While I'm somewhat disgruntled over the entire parameter binding/type coercion system being ignored for pscredentials, just to force credential prompt (which can be implemented in a different way btw - at least our prompt works just fine as well and we don't mess with parameter attributes), there is little I can do about it. Given that ... well, time to call it a day and spend my time on something with a better effort/success ratio ;)

Cheers,
Fred

Your questioned is answered - but there are changes we can make to the engine to enable your scenario - it won't help with Windows PowerShell, but going forward it might be helpful, right?

Indeed you could and in the long term it would be helpful.
Basically, supporting consistency in the type coercion process would help. It's extremely flexible and powerful, so hardcoding for a specific input type is not helpful as far as I can see it, so yes, I'd appreciate it. I don't really know how much impact 'fixing' this would have compared to the effort to do it - I use parameter classes heavily, but I don't know anybody else who does so - but even then it would make powershell behavior more uniform and consistent.

Btw, I solved the prompt-for-credential issue with a constructor that accepts string.
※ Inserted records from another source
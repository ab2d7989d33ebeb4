// =============================================================================
// Bernoulli Family
// =============================================================================
//
// Logit link: mu = 1/(1 + exp(-eta)) is a probability strictly inside (0, 1)
// for any finite linear predictor. The log-likelihood sums Bernoulli(mu_i)
// log-masses over the observed 0/1 outcomes. A probability saturated at
// exactly 0 or 1 (eta far into a tail) yields -inf for the mismatching
// outcome; the optimizer backs away from such candidates on its own.
//
// =============================================================================

use ndarray::{Array1, Array2};
use statrs::distribution::{Bernoulli, Discrete};

use super::Family;

/// Binary response with logit link.
pub struct BernoulliFamily;

impl Family for BernoulliFamily {
    fn name(&self) -> &'static str {
        "Bernoulli"
    }

    fn link_inverse(&self, eta: &Array1<f64>) -> Array1<f64> {
        eta.mapv(|e| 1.0 / (1.0 + (-e).exp()))
    }

    fn log_likelihood(&self, beta: &Array1<f64>, x: &Array2<f64>, y: &Array1<f64>) -> f64 {
        let eta = x.dot(beta);
        let mu = self.link_inverse(&eta);
        y.iter()
            .zip(mu.iter())
            .map(|(&yi, &mui)| {
                if yi != 0.0 && yi != 1.0 {
                    return f64::NEG_INFINITY;
                }
                match Bernoulli::new(mui) {
                    Ok(dist) => dist.ln_pmf(yi as u64),
                    // NaN probability
                    Err(_) => f64::NAN,
                }
            })
            .sum()
    }
}

#[cfg(test)]
mod tests {
    use super::*;
    use ndarray::array;

    #[test]
    fn logit_link_stays_in_unit_interval() {
        let eta = array![-30.0, -1.0, 0.0, 1.0, 30.0];
        let mu = BernoulliFamily.link_inverse(&eta);
        assert!(mu.iter().all(|&m| m > 0.0 && m < 1.0));
        assert!((mu[2] - 0.5).abs() < 1e-15);
        // symmetry of the logistic curve
        assert!((mu[1] + mu[3] - 1.0).abs() < 1e-12);
    }

    #[test]
    fn fair_coin_log_mass() {
        // eta = 0 => p = 1/2; two observations cost 2*ln(1/2)
        let x = array![[1.0], [1.0]];
        let y = array![0.0, 1.0];
        let ll = BernoulliFamily.log_likelihood(&array![0.0], &x, &y);
        assert!((ll - 2.0 * 0.5_f64.ln()).abs() < 1e-12);
    }

    #[test]
    fn non_binary_response_is_neg_infinity() {
        let x = array![[1.0]];
        let ll = BernoulliFamily.log_likelihood(&array![0.0], &x, &array![0.5]);
        assert_eq!(ll, f64::NEG_INFINITY);
    }

    #[test]
    fn saturated_probability_is_neg_infinity_not_a_panic() {
        // eta = -800 saturates the logistic at exactly 0.0; observing y = 1
        // there has log-mass -inf.
        let x = array![[1.0]];
        let y = array![1.0];
        let ll = BernoulliFamily.log_likelihood(&array![-800.0], &x, &y);
        assert_eq!(ll, f64::NEG_INFINITY);
    }
}
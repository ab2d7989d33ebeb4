// =============================================================================
// Gaussian (Normal) Family
// =============================================================================
//
// Identity link: the mean IS the linear predictor. The log-likelihood is the
// sum of Normal(mu_i, 1) log-densities - the scale is fixed at 1 and no
// dispersion parameter is estimated. Because the identity-link maximizer does
// not depend on a common scale, the fitted coefficients coincide with the
// ordinary least-squares solution.
//
// =============================================================================

use ndarray::{Array1, Array2};
use statrs::distribution::{Continuous, Normal};

use super::Family;

/// Normal response with identity link and unit scale.
pub struct GaussianFamily;

impl Family for GaussianFamily {
    fn name(&self) -> &'static str {
        "Gaussian"
    }

    fn link_inverse(&self, eta: &Array1<f64>) -> Array1<f64> {
        eta.clone()
    }

    fn log_likelihood(&self, beta: &Array1<f64>, x: &Array2<f64>, y: &Array1<f64>) -> f64 {
        let eta = x.dot(beta);
        let mu = self.link_inverse(&eta);
        y.iter()
            .zip(mu.iter())
            .map(|(&yi, &mui)| match Normal::new(mui, 1.0) {
                Ok(dist) => dist.ln_pdf(yi),
                // NaN mean: propagate, never panic
                Err(_) => f64::NAN,
            })
            .sum()
    }
}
So when you just pass a name, it'll prompt as part of the default coercion process while binding the parameter (and I added a "remember" checkbox, so it'll remember the credential matched to the name for the duration of the process).

The link above is dead, but that's because the branch was merged into development. So if you want to check out our implementation, just download it and run [DbaCredential]"foo" (or build a dummy function to actually have it operate as parameter type).